Thursday, September 15, 2011
Like a lot of people I'm trying to figure out how scared to be about the European debt situation. The main potential fear is obviously a banking crisis triggered by write-downs of Greek and possibly other peripheral sovereign debt. To that end, I've been poking around the ECB website trying to understand how much the European Central Bank (ECB) is lending to euro-area banks (as a sign of stress that they can't borrow from each other). It's immediately obvious that the ECB balance sheet is an arcane and specialized area of knowledge and in one morning I'm not getting to an adequate state of understanding to really know what I'm looking at.

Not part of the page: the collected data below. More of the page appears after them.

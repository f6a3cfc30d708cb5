//! Profile reconstruction and writing.
//!
//! Reading is two steps: resolve the single pointer identity the user is
//! linked to through the profile predicate, then fold every claim whose
//! subject is that pointer into `field name → value name`. Writing is the
//! reverse and reuses existing identities by name, so a value identity
//! created for one user's profile is shared by any other profile that
//! names it.

use std::collections::HashMap;

use claimgraph::{Claim, ClaimFilter, Identity, IdentityFilter, Profile, ProfileField};

use crate::client::GraphClient;
use crate::error::GraphError;

/// Claims linking `user_id` to a profile pointer.
async fn pointer_links(
    client: &GraphClient,
    user_id: &str,
    profile_predicate_id: &str,
) -> Result<Vec<Claim>, GraphError> {
    let filter = ClaimFilter::with_subject(IdentityFilter::id(user_id))
        .and(ClaimFilter::with_predicate(IdentityFilter::id(profile_predicate_id)));
    client.query_claims(&filter).await
}

/// Resolve an identity a stored claim points at. Claims never dangle, so a
/// miss means the store broke an invariant.
async fn endpoint(
    client: &GraphClient,
    cache: &mut HashMap<String, Identity>,
    id: &str,
) -> Result<Identity, GraphError> {
    if let Some(found) = cache.get(id) {
        return Ok(found.clone());
    }
    let identity = match client.get_identity_eventually(id).await {
        Ok(identity) => identity,
        Err(GraphError::NotFound(_)) => {
            return Err(GraphError::ConsistencyViolation(format!(
                "claim endpoint {id} does not resolve to an identity"
            )))
        }
        Err(e) => return Err(e),
    };
    cache.insert(id.to_string(), identity.clone());
    Ok(identity)
}

/// The pointer identity anchoring `user_id`'s profile.
///
/// Exactly one `user --profile predicate--> pointer` claim must exist; zero
/// or several is a [`GraphError::ConsistencyViolation`].
pub async fn resolve_profile_pointer(
    client: &GraphClient,
    user_id: &str,
    profile_predicate_id: &str,
) -> Result<Identity, GraphError> {
    let links = pointer_links(client, user_id, profile_predicate_id).await?;
    let link = match links.as_slice() {
        [link] => link,
        [] => {
            return Err(GraphError::ConsistencyViolation(format!(
                "identity {user_id} has no profile pointer"
            )))
        }
        many => {
            return Err(GraphError::ConsistencyViolation(format!(
                "identity {user_id} has {} profile pointers",
                many.len()
            )))
        }
    };
    endpoint(client, &mut HashMap::new(), &link.object_id).await
}

/// The `field → value` pairs hanging off `pointer_id`.
async fn field_pairs(
    client: &GraphClient,
    pointer_id: &str,
) -> Result<Vec<(Identity, Identity)>, GraphError> {
    let claims = client
        .query_claims(&ClaimFilter::with_subject(IdentityFilter::id(pointer_id)))
        .await?;
    let mut cache = HashMap::new();
    let mut pairs = Vec::with_capacity(claims.len());
    for claim in &claims {
        let field = endpoint(client, &mut cache, &claim.predicate_id).await?;
        let value = endpoint(client, &mut cache, &claim.object_id).await?;
        pairs.push((field, value));
    }
    Ok(pairs)
}

/// Rebuild `user_id`'s profile. Creates nothing.
pub async fn reconstruct_profile(
    client: &GraphClient,
    user_id: &str,
    profile_predicate_id: &str,
) -> Result<Profile, GraphError> {
    let pointer = resolve_profile_pointer(client, user_id, profile_predicate_id).await?;
    let pairs = field_pairs(client, &pointer.identity_id).await?;
    tracing::debug!(
        user = %user_id,
        pointer = %pointer.identity_id,
        fields = pairs.len(),
        "reconstructed profile"
    );
    Ok(Profile::fold(pairs.iter().map(|(f, v)| (f, v))))
}

/// Refuse to write `fields` through `pointer` for `user_id` if the pointer
/// is linked to another user or already holds a different value for one of
/// the fields.
async fn check_pointer(
    client: &GraphClient,
    user_id: &str,
    profile_predicate_id: &str,
    pointer: &Identity,
    fields: &[ProfileField],
) -> Result<(), GraphError> {
    let owners = ClaimFilter::with_predicate(IdentityFilter::id(profile_predicate_id))
        .and(ClaimFilter::with_object(IdentityFilter::id(&pointer.identity_id)));
    if let Some(other) = client
        .query_claims(&owners)
        .await?
        .into_iter()
        .find(|link| link.subject_id != user_id)
    {
        return Err(GraphError::Conflict(format!(
            "profile pointer {:?} belongs to identity {}",
            pointer.display_name, other.subject_id
        )));
    }

    let pairs = field_pairs(client, &pointer.identity_id).await?;
    let mut current = Profile::fold(pairs.iter().map(|(f, v)| (f, v)));
    for f in fields {
        if let Some(stored) = current.get(&f.field) {
            if stored != f.value {
                return Err(GraphError::Conflict(format!(
                    "profile field {:?} already holds {stored:?}, not {:?}",
                    f.field, f.value
                )));
            }
        }
        current.insert(f.field.as_str(), f.value.as_str());
    }
    Ok(())
}

/// Write `fields` into `user_id`'s profile and return the pointer.
///
/// A user already linked to a pointer keeps it and `pointer_name` is
/// ignored; otherwise the pointer is got-or-created by name and linked last,
/// after its field claims exist. Re-running with the same fields is a no-op.
///
/// Fails with [`GraphError::Conflict`] before any field is written when the
/// pointer is linked to a different user, when a field would change its
/// stored value, or when `fields` gives one field two values.
pub async fn write_profile(
    client: &GraphClient,
    user_id: &str,
    profile_predicate_id: &str,
    pointer_name: &str,
    pointer_description: &str,
    fields: &[ProfileField],
) -> Result<Identity, GraphError> {
    let links = pointer_links(client, user_id, profile_predicate_id).await?;
    if links.len() > 1 {
        return Err(GraphError::ConsistencyViolation(format!(
            "identity {user_id} has {} profile pointers",
            links.len()
        )));
    }

    let pointer = match links.first() {
        Some(link) => {
            let pointer = endpoint(client, &mut HashMap::new(), &link.object_id).await?;
            tracing::debug!(
                user = %user_id,
                pointer = %pointer.identity_id,
                "reusing profile pointer"
            );
            check_pointer(client, user_id, profile_predicate_id, &pointer, fields).await?;
            pointer
        }
        None => {
            let pointer = client
                .get_or_create_identity(pointer_name, pointer_description)
                .await?
                .into_inner();
            // An existing pointer of that name may belong to someone else.
            check_pointer(client, user_id, profile_predicate_id, &pointer, fields).await?;
            pointer
        }
    };

    for f in fields {
        let field = client
            .get_or_create_identity(&f.field, &f.field_description)
            .await?
            .into_inner();
        let value = client
            .get_or_create_identity(&f.value, &f.value_description)
            .await?
            .into_inner();
        client
            .get_or_create_claim(
                &pointer.identity_id,
                &field.identity_id,
                &value.identity_id,
                true,
            )
            .await?;
    }

    client
        .get_or_create_claim(user_id, profile_predicate_id, &pointer.identity_id, true)
        .await?;
    tracing::info!(
        caller = %client.caller(),
        user = %user_id,
        pointer = %pointer.display_name,
        fields = fields.len(),
        "profile written"
    );
    Ok(pointer)
}

// ---------------------------------------------------------------------------
// Tests
// ---------------------------------------------------------------------------

#[cfg(test)]
mod tests {
    use super::*;
    use crate::storage::memory::MemoryStorage;
    use std::sync::Arc;

    struct Fixture {
        client: GraphClient,
        user: Identity,
        profile: Identity,
    }

    async fn fixture() -> Fixture {
        let client = GraphClient::new(Arc::new(MemoryStorage::new()), "tester")
            .with_retry(crate::RetryPolicy::none());
        let user = client.create_identity("My User", "").await.unwrap();
        let profile = client.create_identity("Profile", "").await.unwrap();
        Fixture { client, user, profile }
    }

    #[tokio::test]
    async fn write_then_reconstruct() {
        let fx = fixture().await;
        let pointer = write_profile(
            &fx.client,
            &fx.user.identity_id,
            &fx.profile.identity_id,
            "PROFILE1: My User",
            "first profile",
            &[
                ProfileField::new("Favorite Ice Cream", "Superman"),
                ProfileField::new("Shoe Width", "Fred Flinstone"),
            ],
        )
        .await
        .unwrap();
        assert_eq!(pointer.display_name, "PROFILE1: My User");

        let profile = reconstruct_profile(&fx.client, &fx.user.identity_id, &fx.profile.identity_id)
            .await
            .unwrap();
        assert_eq!(profile.len(), 2);
        assert_eq!(profile.get("Favorite Ice Cream"), Some("Superman"));
        assert_eq!(profile.get("Shoe Width"), Some("Fred Flinstone"));
    }

    #[tokio::test]
    async fn rewrite_is_idempotent_and_extends() {
        let fx = fixture().await;
        let fields = [ProfileField::new("Color", "Blue")];
        let (u, p) = (&fx.user.identity_id, &fx.profile.identity_id);
        let first = write_profile(&fx.client, u, p, "PP", "", &fields).await.unwrap();
        let claims_before = fx.client.query_claims(&ClaimFilter::All).await.unwrap().len();
        let again = write_profile(&fx.client, u, p, "PP", "", &fields).await.unwrap();
        assert_eq!(first, again);
        assert_eq!(
            fx.client.query_claims(&ClaimFilter::All).await.unwrap().len(),
            claims_before
        );

        // A different pointer name is ignored once a pointer is linked.
        write_profile(&fx.client, u, p, "Other", "", &[ProfileField::new("Size", "L")])
            .await
            .unwrap();
        let profile = reconstruct_profile(&fx.client, u, p).await.unwrap();
        assert_eq!(profile.len(), 2);
        assert!(fx.client.find_identity_by_name("Other").await.unwrap().is_none());
    }

    #[tokio::test]
    async fn changing_a_field_conflicts_without_writing() {
        let fx = fixture().await;
        let (u, p) = (&fx.user.identity_id, &fx.profile.identity_id);
        write_profile(&fx.client, u, p, "PP", "", &[ProfileField::new("Color", "Blue")])
            .await
            .unwrap();
        let err = write_profile(
            &fx.client,
            u,
            p,
            "PP",
            "",
            &[ProfileField::new("Size", "L"), ProfileField::new("Color", "Red")],
        )
        .await
        .unwrap_err();
        assert!(matches!(err, GraphError::Conflict(_)));
        assert!(fx.client.find_identity_by_name("Size").await.unwrap().is_none());
        assert!(fx.client.find_identity_by_name("Red").await.unwrap().is_none());
    }

    #[tokio::test]
    async fn another_users_pointer_is_not_shared() {
        let fx = fixture().await;
        let p = &fx.profile.identity_id;
        let other = fx.client.create_identity("My Other User", "").await.unwrap();
        write_profile(
            &fx.client,
            &fx.user.identity_id,
            p,
            "PP",
            "",
            &[ProfileField::new("Color", "Blue")],
        )
        .await
        .unwrap();

        for value in ["Red", "Blue"] {
            let err = write_profile(
                &fx.client,
                &other.identity_id,
                p,
                "PP",
                "",
                &[ProfileField::new("Color", value)],
            )
            .await
            .unwrap_err();
            assert!(matches!(err, GraphError::Conflict(_)), "{value}: {err:?}");
        }

        let profile = reconstruct_profile(&fx.client, &fx.user.identity_id, p)
            .await
            .unwrap();
        assert_eq!(profile.get("Color"), Some("Blue"));
        assert_eq!(profile.len(), 1);
        assert!(fx.client.find_identity_by_name("Red").await.unwrap().is_none());
        let err = resolve_profile_pointer(&fx.client, &other.identity_id, p)
            .await
            .unwrap_err();
        assert!(matches!(err, GraphError::ConsistencyViolation(_)));
    }

    #[tokio::test]
    async fn unlinked_named_pointer_keeps_its_fields() {
        let fx = fixture().await;
        let pointer = fx.client.create_identity("PP", "").await.unwrap();
        let color = fx.client.create_identity("Color", "").await.unwrap();
        let blue = fx.client.create_identity("Blue", "").await.unwrap();
        fx.client
            .create_claim(&pointer.identity_id, &color.identity_id, &blue.identity_id, true)
            .await
            .unwrap();

        let (u, p) = (&fx.user.identity_id, &fx.profile.identity_id);
        let err = write_profile(&fx.client, u, p, "PP", "", &[ProfileField::new("Color", "Red")])
            .await
            .unwrap_err();
        assert!(matches!(err, GraphError::Conflict(_)));

        write_profile(&fx.client, u, p, "PP", "", &[ProfileField::new("Size", "L")])
            .await
            .unwrap();
        let profile = reconstruct_profile(&fx.client, u, p).await.unwrap();
        assert_eq!(profile.get("Color"), Some("Blue"));
        assert_eq!(profile.get("Size"), Some("L"));
    }

    #[tokio::test]
    async fn missing_pointer_is_a_consistency_violation() {
        let fx = fixture().await;
        let err = reconstruct_profile(&fx.client, &fx.user.identity_id, &fx.profile.identity_id)
            .await
            .unwrap_err();
        assert!(matches!(err, GraphError::ConsistencyViolation(_)));
    }

    #[tokio::test]
    async fn two_pointers_is_a_consistency_violation() {
        let fx = fixture().await;
        let (u, p) = (&fx.user.identity_id, &fx.profile.identity_id);
        let a = fx.client.create_identity("PP-A", "").await.unwrap();
        let b = fx.client.create_identity("PP-B", "").await.unwrap();
        fx.client.create_claim(u, p, &a.identity_id, true).await.unwrap();
        fx.client.create_claim(u, p, &b.identity_id, true).await.unwrap();

        let err = resolve_profile_pointer(&fx.client, u, p).await.unwrap_err();
        assert!(matches!(err, GraphError::ConsistencyViolation(_)));
        let err = write_profile(&fx.client, u, p, "PP", "", &[]).await.unwrap_err();
        assert!(matches!(err, GraphError::ConsistencyViolation(_)));
    }

    #[tokio::test]
    async fn empty_pointer_reconstructs_empty_profile() {
        let fx = fixture().await;
        let (u, p) = (&fx.user.identity_id, &fx.profile.identity_id);
        write_profile(&fx.client, u, p, "PP", "", &[]).await.unwrap();
        assert!(reconstruct_profile(&fx.client, u, p).await.unwrap().is_empty());
    }
}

But - I figure somewhere in the larger blogosphere is someone who knows! So if you know who that person is, point me in their direction.
In the meantime I've found three series that seem from their description to be about lending by the ECB to banks. Up top is "Lending to euro area credit institutions related to MPOs denominated in euro" which shows a suitably massive spike at the time of the 2008 crisis another spike in mid 2010 and a milder run-up more recently.

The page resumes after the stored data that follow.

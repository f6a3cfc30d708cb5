use thiserror::Error;

use crate::types::{Attestation, Claim, Identity};

/// Errors returned when a record fails conformance validation.
#[derive(Debug, Error, PartialEq, Eq)]
pub enum ValidationError {
    #[error("{field} must be a valid UUIDv7 (RFC 9562), got: {value:?}")]
    InvalidId { field: &'static str, value: String },

    #[error("display_name must not be blank")]
    BlankDisplayName,

    #[error("created_at must be a valid RFC 3339 date-time, got: {0:?}")]
    InvalidTimestamp(String),

    #[error("attestor must not be blank")]
    BlankAttestor,
}

/// Validate an [`Identity`] before it is stored.
pub fn validate_identity(identity: &Identity) -> Result<(), ValidationError> {
    validate_uuid_v7("identity_id", &identity.identity_id)?;
    validate_display_name(&identity.display_name)?;
    validate_timestamp(&identity.created_at)
}

/// Validate a [`Claim`] before it is stored.
///
/// Endpoint ids are deliberately not checked here: an id that does not
/// resolve is a dangling reference, which the store reports on its own.
pub fn validate_claim(claim: &Claim) -> Result<(), ValidationError> {
    validate_uuid_v7("claim_id", &claim.claim_id)?;
    validate_timestamp(&claim.created_at)
}

/// Validate an [`Attestation`] before it is stored.
pub fn validate_attestation(attestation: &Attestation) -> Result<(), ValidationError> {
    validate_uuid_v7("attestation_id", &attestation.attestation_id)?;
    if attestation.attestor.trim().is_empty() {
        return Err(ValidationError::BlankAttestor);
    }
    validate_timestamp(&attestation.created_at)
}

pub fn validate_display_name(name: &str) -> Result<(), ValidationError> {
    if name.trim().is_empty() {
        return Err(ValidationError::BlankDisplayName);
    }
    Ok(())
}

// --- helpers -----------------------------------------------------------------

fn validate_uuid_v7(field: &'static str, s: &str) -> Result<(), ValidationError> {
    match uuid::Uuid::parse_str(s) {
        Ok(u) if u.get_version_num() == 7 => Ok(()),
        _ => Err(ValidationError::InvalidId {
            field,
            value: s.to_string(),
        }),
    }
}

fn validate_timestamp(s: &str) -> Result<(), ValidationError> {
    chrono::DateTime::parse_from_rfc3339(s)
        .map(|_| ())
        .map_err(|_| ValidationError::InvalidTimestamp(s.to_string()))
}

// --- tests -------------------------------------------------------------------

#[cfg(test)]
mod tests {
    use super::*;

    fn minimal() -> Identity {
        Identity {
            identity_id: "019526b2-f68a-7c3e-a0b4-1d2e3f4a5b6c".into(),
            display_name: "My User".into(),
            description: "I <3 Intuition".into(),
            created_at: "2026-02-18T12:00:00Z".into(),
        }
    }

    #[test]
    fn valid_minimal_identity() {
        assert_eq!(validate_identity(&minimal()), Ok(()));
        assert_eq!(validate_identity(&Identity::new("x", "")), Ok(()));
    }

    #[test]
    fn invalid_id_not_uuid() {
        let mut i = minimal();
        i.identity_id = "not-a-uuid".into();
        assert!(matches!(
            validate_identity(&i),
            Err(ValidationError::InvalidId { field: "identity_id", .. })
        ));
    }

    #[test]
    fn invalid_id_wrong_version() {
        let mut i = minimal();
        // UUIDv4
        i.identity_id = "550e8400-e29b-41d4-a716-446655440000".into();
        assert!(matches!(
            validate_identity(&i),
            Err(ValidationError::InvalidId { .. })
        ));
    }

    #[test]
    fn blank_display_name() {
        let mut i = minimal();
        i.display_name = "   ".into();
        assert_eq!(validate_identity(&i), Err(ValidationError::BlankDisplayName));
    }

    #[test]
    fn empty_description_is_fine() {
        let mut i = minimal();
        i.description = String::new();
        assert_eq!(validate_identity(&i), Ok(()));
    }

    #[test]
    fn bad_timestamp() {
        let mut i = minimal();
        i.created_at = "yesterday".into();
        assert_eq!(
            validate_identity(&i),
            Err(ValidationError::InvalidTimestamp("yesterday".into()))
        );
    }

    #[test]
    fn claim_endpoints_are_not_validated() {
        let c = Claim::new("anything", "goes", "here", true);
        assert_eq!(validate_claim(&c), Ok(()));
    }

    #[test]
    fn blank_attestor() {
        let a = Attestation::new("019526b2-f68a-7c3e-a0b4-1d2e3f4a5b6c", true, " ");
        assert_eq!(validate_attestation(&a), Err(ValidationError::BlankAttestor));
    }
}
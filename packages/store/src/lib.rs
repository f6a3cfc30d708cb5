//! # claimgraph-store
//!
//! The Identity Store and Claim Store of the claim graph, and the
//! caller-side conventions built on them.
//!
//! | Module | Contents |
//! |--------|----------|
//! | [`storage`] | The async [`Storage`] contract with in-memory and SQLite backends |
//! | [`client`] | [`GraphClient`]: per-caller get-or-create, lookups, attestations |
//! | [`profile`] | Profile pointer resolution, reconstruction and writing |
//! | [`app`] | [`Application`]: special-predicate registry, membership, profiles |
//! | [`config`] | [`StoreConfig`] from environment variables |
//! | [`error`] | The caller-facing [`GraphError`] taxonomy |
//!
//! ## Quick start
//!
//! ```rust,no_run
//! use claimgraph::IdentityFilter;
//! use claimgraph_store::{open_storage, GraphClient, StoreConfig};
//!
//! # async fn run() -> Result<(), Box<dyn std::error::Error>> {
//! let config = StoreConfig::from_env();
//! let client = GraphClient::from_config(open_storage(&config)?, &config);
//!
//! let alice = client.get_or_create_identity("Alice", "").await?.into_inner();
//! let guest = client.get_or_create_identity("Guest", "").await?.into_inner();
//! let club = client.get_or_create_identity("Club", "").await?.into_inner();
//! client
//!     .get_or_create_claim(&alice.identity_id, &guest.identity_id, &club.identity_id, true)
//!     .await?;
//!
//! let members = client
//!     .query_identities(&IdentityFilter::subject_of(
//!         IdentityFilter::display_name("Guest"),
//!         IdentityFilter::display_name("Club"),
//!     ))
//!     .await?;
//! assert_eq!(members, vec![alice]);
//! # Ok(())
//! # }
//! ```

pub mod app;
pub mod client;
pub mod config;
pub mod error;
pub mod profile;
pub mod retry;
pub mod storage;

pub use app::{resolve_special_predicates, Application};
pub use client::GraphClient;
pub use config::StoreConfig;
pub use error::GraphError;
pub use profile::{reconstruct_profile, resolve_profile_pointer, write_profile};
pub use retry::RetryPolicy;
pub use storage::{open_storage, Storage, StorageError};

Next is "Other claims on euro area credit institutions denominated in euro":
That also shows panic in 2008 (and some weird outlier in 2002) a peak in mid 2010 and then even more escalating usage recently.
Next is "Other Liquidity Providing Operations":
Apparently some parties needed a lot of liquidity in late 2009, even more in 2010, which they didn't give back, and now there is another spike in demand for it. Note the scale of this graph is significantly less than the one up top however (all units are millions of euros).
Finally, here is the overall size of the ECB balance sheet:
If anyone can shed more light on the exact meaning of these series or what else to look at I'd be grateful.